No specific markers could be identified for CC. One unkown compound could be found in CC, but not in HT. However, small amounts of this unknown compound could also be detected in ALB infestation. Furthermore, higher concentrations of hexanal and limonene were detected in CC compared to HT and could be an indication of CC infestation.

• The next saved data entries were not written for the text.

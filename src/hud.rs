//! Status line and score sinks
//!
//! The status line shows an idle message, or a transient one that reverts
//! after `STATUS_REVERT_MS`. Setting a new transient message replaces the
//! pending revert, so an older timer can never overwrite a newer message.

use crate::consts::STATUS_REVERT_MS;

/// Pending revert of a transient message
#[derive(Debug, Clone, Copy, PartialEq)]
struct RevertTimer {
    due_ms: f64,
}

/// Human-readable status text plus numeric score
#[derive(Debug, Clone, PartialEq)]
pub struct Hud {
    idle: String,
    text: String,
    revert: Option<RevertTimer>,
    now_ms: f64,
    score: u32,
    best: u32,
    /// Bumped whenever text or score changes, for cheap DOM sync
    revision: u64,
}

impl Hud {
    pub fn new(idle: impl Into<String>) -> Self {
        let idle = idle.into();
        Self {
            text: idle.clone(),
            idle,
            revert: None,
            now_ms: 0.0,
            score: 0,
            best: 0,
            revision: 0,
        }
    }

    /// Advance the virtual clock and fire the revert if it is due
    pub fn advance_clock(&mut self, now_ms: f64) {
        self.now_ms = now_ms;
        if let Some(timer) = self.revert {
            if now_ms >= timer.due_ms {
                self.revert = None;
                self.text = self.idle.clone();
                self.revision += 1;
            }
        }
    }

    /// Show a message that reverts to idle after the standard delay
    pub fn flash(&mut self, message: impl Into<String>) {
        self.flash_for(message, STATUS_REVERT_MS);
    }

    pub fn flash_for(&mut self, message: impl Into<String>, delay_ms: f64) {
        self.text = message.into();
        self.revert = Some(RevertTimer {
            due_ms: self.now_ms + delay_ms,
        });
        self.revision += 1;
    }

    /// Show a message until something else replaces it
    pub fn set_status(&mut self, message: impl Into<String>) {
        self.text = message.into();
        self.revert = None;
        self.revision += 1;
    }

    /// Drop any transient message and show the idle text
    pub fn show_idle(&mut self) {
        self.set_status(self.idle.clone());
    }

    pub fn status(&self) -> &str {
        &self.text
    }

    pub fn has_pending_revert(&self) -> bool {
        self.revert.is_some()
    }

    pub fn score(&self) -> u32 {
        self.score
    }

    /// Best score this session; nothing is persisted
    pub fn best(&self) -> u32 {
        self.best
    }

    pub fn set_score(&mut self, score: u32) {
        if score != self.score {
            self.score = score;
            self.best = self.best.max(score);
            self.revision += 1;
        }
    }

    pub fn revision(&self) -> u64 {
        self.revision
    }
}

For completeness, 4-methylheptane and presumably styrene, which were emitted by all three herbivore infestations, but not by HT, will be discussed. Literature research on these two compounds revealed that styrene is a very common VOCs in the plant environment54,55 and was reported to have inhibitory properties on bacterial56 and fungal infections57. For 4-methyl heptane no literature on herbivore infestation could be found. Literature research only revealed that it was detected in raw amaranth seeds58.

Conclusion

This study introduces a robust multivariate evaluation method for analyzing VOCs to detect pest infestations in plants. By integrating data merging, preprocessing, and advanced chemometric techniques, the approach offers a more efficient and objective alternative to traditional manual evaluation of GC-MS data. The method confirms and refines previous findings by Makarow et al.30,31, with 2,4-dimethyl-1-heptene and 3-carene reaffirmed as reliable markers for ALB infestation. Additionally, another sequiterpene, which is assumed to be \(\alpha\)-zingiberene was identified as a novel, ALB-specific marker, and concentration changes in nonanal and pentadecane were observed in infested samples. The method also enabled the identification of VOC markers associated with other pest species such as SC and CC, demonstrating its ability to distinguish between different types of infestations.

A key strength of this evaluation method lies in its adaptability and speed. It can be easily applied to various plant health questions and GC-MS setups with minimal adjustment. This facilitates the identification of disease- or pest-specific VOC patterns more quickly, which is particularly beneficial for both laboratory-based studies and potential field applications. In conclusion, the presented approach offers a solid and scalable framework for VOC-based pest and pathogen detection, contributing to more effective plant monitoring strategies and advancing the use of chemometric tools in agricultural and ecological research.